Timing and context make all the difference for collecting meaningful feedback that leads to actionable change.

Let’s look at specific great questions in-product voice of the customer programs can use, triggered by actual user behaviors for richer insights and smarter decisions.

Questions to ask during onboarding moments

Onboarding is your first critical touchpoint. This is when expectations are fresh and experiences are new—making it the perfect time to understand what your customers want and how they approach your product.

The first login or initial setup moments are golden for VoC. Here are questions I trust to surface customer goals and anxieties, made even smarter by behavioral event triggers:

  • “What brought you to [product] today?” (Trigger: first login event)

  • “What are you hoping to accomplish in the next 30 days?” (Trigger: completed initial setup or walkthrough)

  • “What almost stopped you from signing up?” (Trigger: after email verification or account activation)

With Specific, setting up these event-based triggers is simple. You can natively listen for onboarding events and surface a conversational survey just after the customer lands on their dashboard—no code necessary. For finer control, add delay timers (for example, show a survey 30 seconds after the first dashboard view), capturing feedback when first impressions are real but not rushed.

Analyze onboarding responses to identify the top 3 jobs-to-be-done our new customers are trying to solve

Remember: keeping onboarding surveys concise—ideally four to six questions—will enhance response rates and data quality, as studies show that shorter, contextually-timed surveys are more likely to be completed [1].

Capturing feedback at paywall interactions

Paywall moments are make-or-break: this is where hesitation, doubt, and value perception surface. That’s why I love VoC at the intersection of paywall views, feature limit hits, and pricing consideration. The key is uncovering real objections without coming off as too aggressive or salesy.

Good practice

Bad practice

“What would need to be true for [premium feature] to be worth it for you?”
(Viewed pricing page 3+ times)

“Why aren’t you buying?”
(Triggered immediately at paywall)

“What’s holding you back from upgrading today?”
(Hit usage limit)

“Upgrade now or miss out on features!”
(No feedback asked)

“How does our pricing compare to your current solution?”
(Spent 30+ seconds on pricing)

“Are you sure you don’t want to upgrade?”
(Repeated popups)

What separates generic feedback from actionable insight? AI follow-ups make the difference. With Specific, when a user says a feature is “too expensive”, the AI can instantly probe with clarifying questions—asking for budget ranges, competitors they’re comparing, or which premium features would tip the scale. This dynamic, context-aware follow-up (see AI follow-up questions) turns every objection into real product and pricing intelligence.

The best practice? Always avoid leading or loaded questions, as these can skew your results. Use a mix of closed and open-ended questions and trigger them contextually after meaningful actions to ensure the most honest responses [2][3].

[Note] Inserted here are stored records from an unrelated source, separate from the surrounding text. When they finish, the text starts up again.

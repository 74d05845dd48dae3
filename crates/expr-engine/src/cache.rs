// Copyright (c) 2025 Dimitris Kafetzis
//
// Licensed under the MIT License.
// See LICENSE file in the project root for full license information.
//
// SPDX-License-Identifier: MIT

//! Kernel implementations and the cache that deduplicates them.
//!
//! Kernels themselves live outside this crate. The engine only knows the
//! [`ExprImpl`] trait, asks a [`KernelFactory`] for an instance the first
//! time a [`KernelKey`] is seen, and reuses the same `Arc` afterwards.

use crate::{EngineError, ExprImplContext, ExtendedTileDesc, KernelError};
use expr_ir::{ArithmeticOp, ExprError, ExprFunc, NodeKind};
use std::collections::HashMap;
use std::fmt;
use std::sync::Arc;
use tensor_meta::DType;
use tile_planner::Backend;

/// A compiled element-wise kernel for one operator signature.
///
/// `execute` processes a contiguous run of tiles. On the CPU backend it is
/// called from blocking worker threads, so implementations must be
/// `Send + Sync`.
pub trait ExprImpl: Send + Sync + fmt::Debug {
    fn execute(&self, ctx: &ExprImplContext, tiles: &[ExtendedTileDesc]) -> Result<(), KernelError>;
}

/// Creates kernels on a cache miss.
pub trait KernelFactory: Send + Sync {
    fn create(&self, key: &KernelKey) -> Result<Arc<dyn ExprImpl>, KernelError>;
}

/// Everything that selects a kernel: operator, backend and operand signature.
#[derive(Debug, Clone, PartialEq, Eq, Hash)]
pub struct KernelKey {
    pub op: ArithmeticOp,
    pub backend: Backend,
    pub operand_kinds: Vec<NodeKind>,
    pub operand_dtypes: Vec<DType>,
    /// Result type; derived from the other fields.
    pub result: DType,
}

impl KernelKey {
    /// Builds the key for a function node whose types have been inferred.
    pub fn for_function(func: &ExprFunc, backend: Backend) -> Result<Self, EngineError> {
        let op = ArithmeticOp::from_name(&func.op)
            .ok_or_else(|| ExprError::UnknownOperator(func.op.clone()))?;
        let operand_dtypes = func.operand_dtypes().ok_or_else(|| EngineError::Kernel {
            op: func.op.clone(),
            source: KernelError("operand types have not been inferred".into()),
        })?;
        let result = op.result_type(&operand_dtypes)?;
        Ok(Self {
            op,
            backend,
            operand_kinds: func.operand_kinds(),
            operand_dtypes,
            result,
        })
    }
}

impl fmt::Display for KernelKey {
    fn fmt(&self, f: &mut fmt::Formatter<'_>) -> fmt::Result {
        write!(f, "{}[{}](", self.op, self.backend)?;
        for (i, (kind, dtype)) in self.operand_kinds.iter().zip(&self.operand_dtypes).enumerate() {
            if i > 0 {
                write!(f, ", ")?;
            }
            write!(f, "{}:{dtype}", kind.tag())?;
        }
        write!(f, ") -> {}", self.result)
    }
}

/// Per-engine cache of kernel instances.
#[derive(Debug, Default)]
pub struct ExprImplCache {
    entries: HashMap<KernelKey, Arc<dyn ExprImpl>>,
    hits: usize,
    misses: usize,
}

impl ExprImplCache {
    pub fn new() -> Self {
        Self::default()
    }

    /// Returns the cached kernel for `key`, creating it with `factory` on a miss.
    pub fn get_or_create(
        &mut self,
        key: &KernelKey,
        factory: &dyn KernelFactory,
    ) -> Result<Arc<dyn ExprImpl>, EngineError> {
        if let Some(kernel) = self.entries.get(key) {
            self.hits += 1;
            return Ok(Arc::clone(kernel));
        }

        let kernel = factory.create(key).map_err(|source| EngineError::Kernel {
            op: key.op.to_string(),
            source,
        })?;
        self.misses += 1;
        tracing::debug!("created kernel {key}");
        self.entries.insert(key.clone(), Arc::clone(&kernel));
        Ok(kernel)
    }

    /// Number of distinct kernels held.
    pub fn len(&self) -> usize {
        self.entries.len()
    }

    pub fn is_empty(&self) -> bool {
        self.entries.is_empty()
    }

    pub fn hits(&self) -> usize {
        self.hits
    }

    pub fn misses(&self) -> usize {
        self.misses
    }
}
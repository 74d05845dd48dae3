// Copyright (c) 2025 Dimitris Kafetzis
//
// Licensed under the MIT License.
// See LICENSE file in the project root for full license information.
//
// SPDX-License-Identifier: MIT

//! # tensor-meta
//!
//! Metadata types shared by the expression planner.
//!
//! This crate provides:
//! - [`DType`]: the element types an expression operand can hold, with
//!   numeric promotion helpers.
//! - [`Shape`]: a single sample's dimensions.
//! - [`ShapeList`]: the per-sample shapes of a whole batch (a tensor list).
//! - [`TensorLayout`]: the axis-meaning string (`"HWC"`, `"CHW"`, ...).
//!
//! No tensor data lives here. The planner only reasons about metadata, so
//! everything in this crate is cheap to clone and compare.

mod dtype;
mod error;
mod layout;
mod shape;

pub use dtype::DType;
pub use error::MetaError;
pub use layout::TensorLayout;
pub use shape::{Shape, ShapeList};
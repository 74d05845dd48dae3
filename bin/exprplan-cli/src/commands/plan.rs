// Copyright (c) 2025 Dimitris Kafetzis
//
// Licensed under the MIT License.
// See LICENSE file in the project root for full license information.
//
// SPDX-License-Identifier: MIT

//! `exprplan plan` command: set up, run and dry-run dispatch one batch.
//!
//! Walks the engine's two phases:
//! ```text
//! ArithmeticEngine::new → setup(workspace) → run() → dispatch(plan)
//! ```
//! with kernels that only log what they would compute.

use super::{banner, DryRunFactory};
use expr_engine::{ArgRef, ArithmeticEngine, EngineConfig, RunPlan};
use expr_ir::{ExprTree, Workspace};
use std::path::PathBuf;
use std::sync::Arc;

pub async fn execute(
    expr: PathBuf,
    inputs: PathBuf,
    config: Option<PathBuf>,
    backend: Option<String>,
    show_tiles: bool,
) -> anyhow::Result<()> {
    banner("Expression Planner");

    // ── Configuration ──────────────────────────────────────────
    let mut config = match &config {
        Some(path) => EngineConfig::from_file(path)?,
        None => EngineConfig::default(),
    };
    if let Some(backend) = backend {
        config.backend = backend.parse()?;
    }
    let tiling = config.resolve_tiling()?;

    let tree = ExprTree::load(&expr).map_err(|e| {
        anyhow::anyhow!("failed to load expression from '{}': {e}", expr.display())
    })?;
    let ws = Workspace::load(&inputs).map_err(|e| {
        anyhow::anyhow!("failed to load workspace from '{}': {e}", inputs.display())
    })?;

    println!("  Config:");
    println!("   Expression: {tree}");
    println!("   Batch:      {} samples, {} inputs", ws.batch_size(), ws.num_inputs());
    println!("   Backend:    {}", config.backend);
    println!("   Tiling:     {} elements/tile, {} tiles/task", tiling.tile_size, tasks_label(tiling.tiles_per_task));
    println!();

    let mut engine = ArithmeticEngine::new(config, tree, Arc::new(DryRunFactory))?;

    // ── Setup ──────────────────────────────────────────────────
    println!("  [1/3] Setting up...");
    let output = engine.setup(&ws)?;
    println!("        Result: {} {} layout '{}'", output.dtype, output.shape, output.layout);
    for task in engine.tasks() {
        println!("        Kernel: {} for {}", task.ctx.key, task.ctx.node);
    }
    println!();

    // ── Run ────────────────────────────────────────────────────
    println!("  [2/3] Resolving tile arguments...");
    let plan = engine.run()?;
    println!("        {}", plan.cover.summary());
    println!(
        "        {} work units, {} kernel calls",
        plan.num_units(),
        plan.num_calls(),
    );
    if show_tiles {
        println!();
        print_tiles(&plan);
    }
    println!();

    // ── Dispatch ───────────────────────────────────────────────
    println!("  [3/3] Dispatching (dry run)...");
    let metrics = engine.dispatch(plan).await?;
    println!("        {}", metrics.summary());
    println!();

    Ok(())
}

fn tasks_label(tiles_per_task: usize) -> String {
    if tiles_per_task == usize::MAX {
        "unbounded".to_string()
    } else {
        tiles_per_task.to_string()
    }
}

fn print_tiles(plan: &RunPlan) {
    println!(
        "  {:<5} {:<7} {:<7} {:>7} {:>10}  {}",
        "Unit", "Sample", "Extent", "Size", "Out byte", "Operands",
    );
    println!("  {}", "-".repeat(76));
    for (u, unit) in plan.units.iter().enumerate() {
        for call in &unit.calls {
            for tile in &call.tiles {
                let operands: Vec<String> = tile.args.iter().map(describe).collect();
                println!(
                    "  {:<5} {:<7} {:<7} {:>7} {:>10}  {}",
                    u,
                    tile.desc.sample_idx,
                    tile.desc.extent_idx,
                    tile.desc.size,
                    tile.output.byte_offset,
                    operands.join(", "),
                );
            }
        }
    }
}

fn describe(arg: &ArgRef) -> String {
    match arg {
        ArgRef::Constant(c) => format!("{}[{}]:{}", c.class, c.offset, c.dtype),
        ArgRef::Input {
            input,
            sample,
            byte_offset,
            dtype,
            broadcast,
        } => {
            let mark = if *broadcast { "*" } else { "" };
            format!("&{input}.{sample}+{byte_offset}:{dtype}{mark}")
        }
    }
}
// Copyright (c) 2025 Dimitris Kafetzis
//
// Licensed under the MIT License.
// See LICENSE file in the project root for full license information.
//
// SPDX-License-Identifier: MIT

//! Error types for the tile planner.

/// Errors that can occur during tile partitioning.
#[derive(Debug, thiserror::Error)]
pub enum PlannerError {
    /// A tiling parameter is zero.
    #[error("invalid tiling: tile_size={tile_size}, tiles_per_task={tiles_per_task} (both must be positive)")]
    InvalidTiling {
        tile_size: usize,
        tiles_per_task: usize,
    },

    /// A tile cover does not satisfy its coverage or partition invariants.
    #[error("invalid tile cover: {0}")]
    CoverViolation(String),

    /// The batch holds more elements than can be addressed.
    #[error("cannot tile batch: {0}")]
    Shape(#[from] tensor_meta::MetaError),

    /// The backend name is not recognised.
    #[error("unknown backend '{0}'; expected 'cpu' or 'gpu'")]
    UnknownBackend(String),
}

Understanding customers before they leave

Noticing decreased usage or repeated visits to the subscription management page? These are the earliest intent signals of churn. The challenge is capturing candid feedback before the user is out the door.

I find conversational surveys here—especially when paired with empathetic, understanding tones—feel less like an exit interview and more like a genuine invitation to share. Example questions and triggers:

  • “We noticed you haven’t logged in recently—what’s changed?” (Trigger: no login for 14 days)

  • “Before you go—what could we have done differently?” (Trigger: clicked ‘cancel subscription’)

  • “What would bring you back?” (Trigger: removed team members or integrations)

AI-driven follow-ups keep the conversation going naturally, allowing users to reveal root causes or highlight pain points that a generic form would miss. With Specific, recontact frequency controls ensure at-risk users won’t be bombarded with too many surveys, and you can finely tune the survey’s tone for empathy—making it feel like a real check-in, not just a checkbox.

Personalization and timing drive engagement: addressing users directly and referencing their actual behaviors increases completion rates and keeps feedback authentic [4].

How to implement behavioral VoC triggers

Here’s how to put all this into practice using Specific’s targeting and delivery engine. Whether you prefer code or no-code, it’s straightforward:

  • JavaScript events: specific.track('viewed_paywall')

  • URL-based triggers: “Show when URL contains /pricing”

  • Time-based: “After 30 seconds on dashboard”

  • Frequency controls: “Once per user per 30 days”

Combining multiple conditions creates precision targeting. Let’s say you want to show an upgrade survey only to engaged users who browsed pricing, but have never completed a trial. You’d combine “viewed pricing”, “active for 30+ days”, and “no survey in last two weeks”.

Full visual targeting and customization—including CSS to match your product’s design—are covered in the in-product conversational survey guide. It’s built for both dev teams and non-technical teammates.

Turning behavioral feedback into insights

The value of behavioral VoC skyrockets when you analyze responses in context. That’s where Specific’s AI-powered analysis comes in, letting you slice insights by trigger and behavior.

You can segment responses by any event—onboarding, paywall, churn intent—and use chat-based prompts to surface core findings. Some powerful example analysis prompts:

Understanding onboarding friction:

Show me the top 3 reasons new users give for almost not signing up, segmented by those who converted vs those who didn’t


Analyzing paywall hesitation:

What price points do users mention when they say our product is too expensive? Group by company size


Identifying churn themes:

Compare feedback from users who cancelled within 30 days vs those who stayed longer—what’s different?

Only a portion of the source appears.